Introduction

Is there a relationship between how often the respondent attends religious services and how, on the whole, the respondent is satisfied with the work he or she does?

Studying these variables is a matter of curiosity, because it is very interesting when two seemingly unrelated variables turn out to be actually related.

Others who may care about the answer to this question are employers questioning the cost-benefit of including worship facilities at places of employment. Alternatively, places of worship may care about the results of this study in order to better attract more worshippers to their services - for example, advertising their service schedules in areas known to have higher/lower levels of job satisfaction.

Data

The data set used is the General Social Survey (GSS). This is a sociological survey used to collect data on demographic characteristics and attitudes of residents of the United States.

Data Collection

The data was collected from randomly chosen, non-institutionalized, English or Spanish speaking individuals age 18 and over in the United States over the years 1972-2012.

The data is a collection of 29 surveys taken during that 40 year period. The data was collected using computer assisted personal interviews, personal interviews or telephone interviews.

At the beginning, in the years 1972 to 1974 the methods used in data collection was only semi-random. In later years, additional funding allowed the survey to produce full probability samples. Households were chosen at random, and then an adult individual was chosen at random from that household to be the respondent.

Cases

The cases in this study are individuals, people. Specifically, the cases are Americans age 18 years or over, English or Spanish speaking who do not reside in an institution.

Variables

The two variables I will be studying are attend - how often the respondent attends religious services, and satjob - how satisfied the respondent is with the work (job or housework) the respondent does. Both variables are ordinal categorical - that is, they both take values that represent levels (in this case of attendance and satisfaction)

Type of Study

The type of study is observational using random sampling. The supporting information on the type of study is found in Appendix A of the GSS study codebook. All respondents in any given year were asked the same questions and their responses were observed.

Scope of Inference - Generalizability

The population of interest is all non institutionalized, English and Spanish speaking persons 18 years of age or older, living in the United States. Since the sampling was fairly random, the findings from this analysis can be generalized to that population.

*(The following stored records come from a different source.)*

//! Field descriptors for the client configuration record.
//!
//! Field names are hyphenated lowercase and must match configuration keys
//! exactly.

use std::fmt;

use serde::Serialize;

use crate::query_style::QueryParamStyle;

/// The value type a field is parsed into.
#[derive(Debug, Clone, Copy, PartialEq, Eq, Hash, Serialize)]
#[serde(rename_all = "kebab-case")]
pub enum FieldKind {
    String,
    /// 64-bit signed integer.
    Long,
    /// 32-bit signed integer.
    Integer,
    Boolean,
    QueryParamStyle,
}

impl fmt::Display for FieldKind {
    fn fmt(&self, f: &mut fmt::Formatter<'_>) -> fmt::Result {
        match self {
            FieldKind::String => write!(f, "string"),
            FieldKind::Long => write!(f, "long"),
            FieldKind::Integer => write!(f, "integer"),
            FieldKind::Boolean => write!(f, "boolean"),
            FieldKind::QueryParamStyle => write!(f, "query-param-style"),
        }
    }
}

/// One configurable attribute.
#[derive(Debug, Clone, Copy, PartialEq, Eq, Hash, Serialize)]
pub struct Field {
    pub name: &'static str,
    pub kind: FieldKind,
    /// Rendered as `****` unless secrets are requested.
    pub secret: bool,
}

impl Field {
    const fn new(name: &'static str, kind: FieldKind) -> Self {
        Self {
            name,
            kind,
            secret: false,
        }
    }

    const fn secret(name: &'static str) -> Self {
        Self {
            name,
            kind: FieldKind::String,
            secret: true,
        }
    }
}

pub const URL: Field = Field::new("url", FieldKind::String);
pub const URI: Field = Field::new("uri", FieldKind::String);
pub const SCOPE: Field = Field::new("scope", FieldKind::String);
pub const PROVIDERS: Field = Field::new("providers", FieldKind::String);
pub const CONNECT_TIMEOUT: Field = Field::new("connect-timeout", FieldKind::Long);
pub const READ_TIMEOUT: Field = Field::new("read-timeout", FieldKind::Long);
pub const FOLLOW_REDIRECTS: Field = Field::new("follow-redirects", FieldKind::Boolean);
pub const PROXY_ADDRESS: Field = Field::new("proxy-address", FieldKind::String);
pub const QUERY_PARAM_STYLE: Field = Field::new("query-param-style", FieldKind::QueryParamStyle);
pub const TRUST_STORE: Field = Field::new("trust-store", FieldKind::String);
pub const TRUST_STORE_PASSWORD: Field = Field::secret("trust-store-password");
pub const TRUST_STORE_TYPE: Field = Field::new("trust-store-type", FieldKind::String);
pub const KEY_STORE: Field = Field::new("key-store", FieldKind::String);
pub const KEY_STORE_PASSWORD: Field = Field::secret("key-store-password");
pub const KEY_STORE_TYPE: Field = Field::new("key-store-type", FieldKind::String);
pub const HOSTNAME_VERIFIER: Field = Field::new("hostname-verifier", FieldKind::String);
pub const CONNECTION_TTL: Field = Field::new("connection-ttl", FieldKind::Integer);
pub const CONNECTION_POOL_SIZE: Field = Field::new("connection-pool-size", FieldKind::Integer);
pub const MAX_REDIRECTS: Field = Field::new("max-redirects", FieldKind::Integer);

/// Every field, in load order.
pub const FIELDS: [Field; 19] = [
    URL,
    URI,
    SCOPE,
    PROVIDERS,
    CONNECT_TIMEOUT,
    READ_TIMEOUT,
    FOLLOW_REDIRECTS,
    PROXY_ADDRESS,
    QUERY_PARAM_STYLE,
    TRUST_STORE,
    TRUST_STORE_PASSWORD,
    TRUST_STORE_TYPE,
    KEY_STORE,
    KEY_STORE_PASSWORD,
    KEY_STORE_TYPE,
    HOSTNAME_VERIFIER,
    CONNECTION_TTL,
    CONNECTION_POOL_SIZE,
    MAX_REDIRECTS,
];

/// Look up a field by its hyphenated name.
pub fn field(name: &str) -> Option<&'static Field> {
    FIELDS.iter().find(|f| f.name == name)
}

/// A resolved value of any field kind.
#[derive(Debug, Clone, PartialEq, Eq, Serialize)]
#[serde(untagged)]
pub enum FieldValue {
    String(String),
    Long(i64),
    Integer(i32),
    Boolean(bool),
    QueryParamStyle(QueryParamStyle),
}

impl FieldValue {
    pub fn kind(&self) -> FieldKind {
        match self {
            FieldValue::String(_) => FieldKind::String,
            FieldValue::Long(_) => FieldKind::Long,
            FieldValue::Integer(_) => FieldKind::Integer,
            FieldValue::Boolean(_) => FieldKind::Boolean,
            FieldValue::QueryParamStyle(_) => FieldKind::QueryParamStyle,
        }
    }
}

impl fmt::Display for FieldValue {
    fn fmt(&self, f: &mut fmt::Formatter<'_>) -> fmt::Result {
        match self {
            FieldValue::String(v) => f.write_str(v),
            FieldValue::Long(v) => write!(f, "{}", v),
            FieldValue::Integer(v) => write!(f, "{}", v),
            FieldValue::Boolean(v) => write!(f, "{}", v),
            FieldValue::QueryParamStyle(v) => write!(f, "{}", v),
        }
    }
}

#[cfg(test)]
mod tests {
    use super::*;
    use std::collections::HashSet;

    #[test]
    fn test_field_names_unique_and_hyphenated() {
        let names: HashSet<_> = FIELDS.iter().map(|f| f.name).collect();
        assert_eq!(names.len(), FIELDS.len());
        for f in FIELDS {
            assert!(
                f.name
                    .chars()
                    .all(|c| c.is_ascii_lowercase() || c == '-'),
                "{}",
                f.name
            );
        }
    }

    #[test]
    fn test_field_lookup() {
        assert_eq!(field("connect-timeout"), Some(&CONNECT_TIMEOUT));
        assert_eq!(field("connect-timeout").unwrap().kind, FieldKind::Long);
        assert_eq!(field("connection-ttl").unwrap().kind, FieldKind::Integer);
        assert!(field("connectTimeout").is_none());
    }

    #[test]
    fn test_only_passwords_are_secret() {
        let secrets: Vec<_> = FIELDS.iter().filter(|f| f.secret).map(|f| f.name).collect();
        assert_eq!(secrets, vec!["trust-store-password", "key-store-password"]);
    }

    #[test]
    fn test_field_value_display() {
        assert_eq!(FieldValue::Long(5000).to_string(), "5000");
        assert_eq!(
            FieldValue::QueryParamStyle(QueryParamStyle::ArrayPairs).to_string(),
            "ARRAY_PAIRS"
        );
        assert_eq!(FieldValue::Boolean(true).kind(), FieldKind::Boolean);
    }
}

A potential source of bias in this study can be due to oversampling some populations and undersampling others. For example, in some surveys, men in full-time employment were undersampled and so there could be some ‘non-response’ bias.

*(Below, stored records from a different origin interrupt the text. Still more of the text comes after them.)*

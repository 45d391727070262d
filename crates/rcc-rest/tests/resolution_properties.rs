//! Property-based tests for client config resolution order.

use proptest::prelude::*;
use rcc_config::MapSource;
use rcc_rest::{ClientConfigResolver, ClientIdentity, RestClientConfig, FIELDS};

fn client_key() -> impl Strategy<Value = String> {
    "[a-z][a-z0-9-]{0,12}"
}

fn type_name() -> impl Strategy<Value = String> {
    "[a-z]{1,5}(\\.[a-z]{1,5}){0,3}\\.[A-Z][a-zA-Z]{0,8}"
}

fn value() -> impl Strategy<Value = String> {
    "[a-z0-9:/]{1,20}"
}

proptest! {
    #![proptest_config(ProptestConfig::with_cases(256))]

    /// A key identity finds a value stored only under the quoted form.
    #[test]
    fn quoted_form_is_found(key in client_key(), url in value()) {
        let source = MapSource::new("t")
            .with(format!("quarkus.rest-client.\"{}\".url", key), url.clone());
        let resolver = ClientConfigResolver::new(&source);
        let got: Option<String> = resolver.resolve(&ClientIdentity::key(key), "url").unwrap();
        prop_assert_eq!(got, Some(url));
    }

    /// When both forms are present the unquoted one wins.
    #[test]
    fn unquoted_form_wins(key in client_key(), plain in value(), quoted in value()) {
        let source = MapSource::new("t")
            .with(format!("quarkus.rest-client.{}.url", key), plain.clone())
            .with(format!("quarkus.rest-client.\"{}\".url", key), quoted);
        let resolver = ClientConfigResolver::new(&source);
        let got: Option<String> = resolver.resolve(&ClientIdentity::key(key), "url").unwrap();
        prop_assert_eq!(got, Some(plain));
    }

    /// For a type identity the first present of the three forms wins,
    /// whichever subset of them is configured.
    #[test]
    fn type_forms_probe_in_order(name in type_name(), mask in 0u8..8) {
        let identity = ClientIdentity::for_type_name(name.clone());
        let simple = name.rsplit('.').next().unwrap_or(&name).to_string();
        let forms = [
            format!("quarkus.rest-client.\"{}\".uri", name),
            format!("quarkus.rest-client.{}.uri", simple),
            format!("quarkus.rest-client.\"{}\".uri", simple),
        ];

        let mut source = MapSource::new("t");
        for (i, key) in forms.iter().enumerate() {
            if mask & (1 << i) != 0 {
                source.insert(key.clone(), format!("form-{}", i));
            }
        }

        let resolver = ClientConfigResolver::new(&source);
        let got = resolver.resolve_with_key::<String>(&identity, "uri").unwrap();
        let expected = (0..3).find(|i| mask & (1 << i) != 0);
        match expected {
            Some(i) => {
                let probe = got.unwrap();
                prop_assert_eq!(probe.value, format!("form-{}", i));
                prop_assert_eq!(&probe.key, &forms[i]);
            }
            None => prop_assert!(got.is_none()),
        }
    }

    /// Loading is a pure function of the source contents.
    #[test]
    fn load_is_repeatable(key in client_key(), url in value(), timeout in 0i64..1_000_000) {
        let source = MapSource::new("t")
            .with(format!("quarkus.rest-client.{}.url", key), url)
            .with(format!("quarkus.rest-client.\"{}\".connect-timeout", key), timeout.to_string());
        let resolver = ClientConfigResolver::new(&source);
        let identity = ClientIdentity::key(key);
        let first = RestClientConfig::load(&resolver, &identity).unwrap();
        let second = RestClientConfig::load(&resolver, &identity).unwrap();
        prop_assert_eq!(first.connect_timeout, Some(timeout));
        prop_assert_eq!(first, second);
    }

    /// Settings for one client never leak into another.
    #[test]
    fn clients_are_isolated(a in client_key(), b in client_key(), url in value()) {
        prop_assume!(a != b);
        let mut source = MapSource::new("t");
        for field in FIELDS.iter().filter(|f| f.kind == rcc_rest::FieldKind::String) {
            source.insert(format!("quarkus.rest-client.{}.{}", a, field.name), url.clone());
        }
        let resolver = ClientConfigResolver::new(&source);
        let other = RestClientConfig::load(&resolver, &ClientIdentity::key(b)).unwrap();
        prop_assert!(other.is_empty());
    }
}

However, Appendix A of the GSS study codebook contains methods to overcome this and other types of bias so that the data is still generalizable to the populations.

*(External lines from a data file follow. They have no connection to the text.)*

//! Rapport d'exécution
//!
//! Collecte les statistiques par couche, les erreurs et les warnings d'une
//! commande, puis les affiche et les sauvegarde en JSON.

use std::collections::BTreeMap;
use std::path::Path;
use std::time::Duration;

use anyhow::Result;
use serde::Serialize;
use survey_data::RepairStats;

/// Statut global de l'exécution
#[derive(Debug, Clone, Copy, PartialEq, Eq, Serialize)]
pub enum RunStatus {
    /// Toutes les entités ont été conservées
    Success,
    /// Carte produite, mais des entités ont été écartées par la réparation
    PartialSuccess,
    /// Étape interrompue
    Failed,
}

/// Niveau de sévérité des erreurs
#[derive(Debug, Clone, Copy, PartialEq, Eq, Serialize)]
pub enum ErrorLevel {
    /// Erreur fatale : commande abandonnée
    Fatal,
    /// Erreur : entité écartée
    Error,
}

/// Erreur avec contexte
#[derive(Debug, Clone, Serialize)]
pub struct RunError {
    pub level: ErrorLevel,
    /// Couche concernée (optionnel)
    pub layer: Option<String>,
    /// Identifiant de l'entité (optionnel)
    pub entity_id: Option<String>,
    pub message: String,
}

/// Warning
#[derive(Debug, Clone, Serialize)]
pub struct RunWarning {
    pub layer: String,
    pub message: String,
}

/// Statistiques d'une couche
#[derive(Debug, Clone, Default, Serialize)]
pub struct LayerStats {
    /// Type de couche (polygons, sightings, effort_lines)
    pub kind: String,
    /// Entités lues
    pub features_in: usize,
    /// Entités exportées
    pub features_out: usize,
    /// Géométries réparées
    pub repaired: usize,
    /// Géométries écartées (irréparables)
    pub dropped: usize,
}

/// Rapport complet d'exécution
#[derive(Debug, Clone, Serialize)]
pub struct RunReport {
    /// Commande exécutée (lines, map, repair)
    pub command: String,
    pub duration_secs: f64,
    pub status: RunStatus,
    /// Statistiques par couche, triées par nom
    pub layers: BTreeMap<String, LayerStats>,
    pub errors: Vec<RunError>,
    pub warnings: Vec<RunWarning>,
}

impl RunReport {
    /// Crée un nouveau rapport pour une commande
    pub fn new(command: &str) -> Self {
        Self {
            command: command.to_string(),
            duration_secs: 0.0,
            status: RunStatus::Success,
            layers: BTreeMap::new(),
            errors: Vec::new(),
            warnings: Vec::new(),
        }
    }

    /// Enregistre une couche exportée
    pub fn record_layer(&mut self, name: &str, kind: &str, features_in: usize, features_out: usize) {
        let stats = self.layers.entry(name.to_string()).or_default();
        stats.kind = kind.to_string();
        stats.features_in = features_in;
        stats.features_out = features_out;
    }

    /// Enregistre le résultat de la réparation d'une couche
    pub fn record_repair(&mut self, name: &str, repair: &RepairStats) {
        let stats = self.layers.entry(name.to_string()).or_default();
        stats.repaired += repair.repaired;
        stats.dropped += repair.dropped;

        if repair.dropped > 0 {
            self.warnings.push(RunWarning {
                layer: name.to_string(),
                message: format!("{} unrepairable geometries dropped", repair.dropped),
            });
        }
    }

    /// Enregistre une erreur
    pub fn record_error(&mut self, error: RunError) {
        self.errors.push(error);
    }

    /// Enregistre une erreur fatale (étape interrompue)
    pub fn record_fatal(&mut self, message: &str) {
        self.errors.push(RunError {
            level: ErrorLevel::Fatal,
            layer: None,
            entity_id: None,
            message: message.to_string(),
        });
    }

    /// Enregistre un warning
    pub fn record_warning(&mut self, layer: &str, message: &str) {
        self.warnings.push(RunWarning {
            layer: layer.to_string(),
            message: message.to_string(),
        });
    }

    pub fn set_duration(&mut self, duration: Duration) {
        self.duration_secs = duration.as_secs_f64();
    }

    /// Nombre total d'entités écartées
    pub fn total_dropped(&self) -> usize {
        self.layers.values().map(|s| s.dropped).sum()
    }

    /// Nombre total d'entités exportées
    pub fn total_features(&self) -> usize {
        self.layers.values().map(|s| s.features_out).sum()
    }

    /// Couches ayant au moins une erreur (export manqué, lecture refusée)
    pub fn failed_layers(&self) -> Vec<&str> {
        let mut names: Vec<&str> = Vec::new();
        for name in self.errors.iter().filter_map(|e| e.layer.as_deref()) {
            if !names.contains(&name) {
                names.push(name);
            }
        }
        names
    }

    /// Détermine le statut final
    pub fn finalize(&mut self) {
        let has_fatal = self.errors.iter().any(|e| e.level == ErrorLevel::Fatal);
        let degraded = !self.errors.is_empty() || self.total_dropped() > 0;

        self.status = if has_fatal {
            RunStatus::Failed
        } else if degraded {
            RunStatus::PartialSuccess
        } else {
            RunStatus::Success
        };
    }

    /// Affiche le rapport sur la console
    pub fn display(&self) {
        println!("\n{}", "=".repeat(60));
        println!("RUN REPORT - {}", self.command);
        println!("{}", "=".repeat(60));

        println!("\nStatus: {:?}", self.status);
        println!("Duration: {:.2}s", self.duration_secs);

        if !self.layers.is_empty() {
            println!("\n--- LAYERS ---");
            for (name, stats) in &self.layers {
                println!(
                    "  {} ({}): {} in, {} out, {} repaired, {} dropped",
                    name,
                    stats.kind,
                    stats.features_in,
                    stats.features_out,
                    stats.repaired,
                    stats.dropped
                );
            }
        }

        if !self.warnings.is_empty() {
            println!("\n--- WARNINGS ({}) ---", self.warnings.len());
            for w in self.warnings.iter().take(10) {
                println!("  [{}] {}", w.layer, w.message);
            }
            if self.warnings.len() > 10 {
                println!("  ... and {} more", self.warnings.len() - 10);
            }
        }

        if !self.errors.is_empty() {
            println!("\n--- ERRORS ({}) ---", self.errors.len());
            for e in self.errors.iter().take(20) {
                let location = match (&e.layer, &e.entity_id) {
                    (Some(l), Some(id)) => format!("[{}:{}]", l, id),
                    (Some(l), None) => format!("[{}]", l),
                    (None, Some(id)) => format!("[{}]", id),
                    _ => String::new(),
                };
                println!("  {:?} {} {}", e.level, location, e.message);
            }
            if self.errors.len() > 20 {
                println!("  ... and {} more", self.errors.len() - 20);
            }
        }

        println!("\n{}", "=".repeat(60));
    }

    /// Sauvegarde le rapport en JSON
    pub fn save_to_file(&self, path: &Path) -> Result<()> {
        let json = serde_json::to_string_pretty(self)?;
        std::fs::write(path, json)?;
        Ok(())
    }

    /// Affichage compact pour le résumé
    pub fn summary(&self) -> String {
        format!(
            "{}: {} layers, {} features, {} dropped, {} errors",
            self.command,
            self.layers.len(),
            self.total_features(),
            self.total_dropped(),
            self.errors.len()
        )
    }
}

Scope of Inference - Causality

These data cannot be used to establish causal links between the variables of interest. This is because causal links can only be established if the subjects of the study are randomly assigned to experimental and control groups. In this study, some form of random sampling was used, but there was no random assigments.

Exploratory data analysis

Summary Statistics

Summary statistics are shown in the following table. The number of people who responded to the two questions included in this study is n = 34393.

Very Satisfied Mod. Satisfied A Little Dissat Very Dissatisfied
Never 0 0 0 0
Lt Once A Year 1368 1344 379 161
Once A Year 2480 2294 670 255
Sevrl Times A Yr 2537 2128 542 229
Once A Month 1460 1227 285 106
2-3X A Month 1768 1497 396 148
Nrly Every Week 1093 798 187 93
Every Week 4282 2789 617 216
More Thn Once Wk 1763 978 216 87
Data visualization

The following mosaic plot visualizes the two variables to be studied. For illustrative purposes, frequency of attendance is shown on the x-axis as explanatory variable and job satisfaction is shown on the y-axis as response variable. Since we are studying correlation, it does not matter which variable is on which axis.

Preliminary Findings

The exploratory data analysis seems to suggest that there is a positive correlation between frequency of attendance at religious services and job satisfaction. It seems, that the more a respondent is satisfied with his/her job, the more likely he/she is to attend religious services frequently (or the other way around).

Inference

Hypotheses

The null hypotheses is that frequency of attendance at religious services is independent of job satisfaction. The alternative hypotheses is that frequency of attendance at religious services and job satisfaction are dependent variables and contrary to the null hypotheses are somehow related.

Conditions for Inference

The following conditions for the chi-square test are met:

  1. Independence: Each respondent’s answers to the question of religious service attendance and job satisfaction can be assumed to be independent of each other because:
    • The survey was random.
    • Sampling was without replacement and n < 10% of population. Without replacement means, that once a person was randomly chosen to be interviewed, he/she would not be a candidate to be randomly chosen again. n < 10% of population means that the number of respondents to these two questions (34393) is less than 10% of the target population. Assuming US population of 300 million, even if our target population is half that, 34393 is still much less than 10% of the target population.

    • Each case only contributes to one cell in the table. This condition is ensured by the nature of the questions - multiple choice with one answer. For example, a respondent cannot both be ‘very satisfied’ and ‘a little dissatisfied’ with his/her job.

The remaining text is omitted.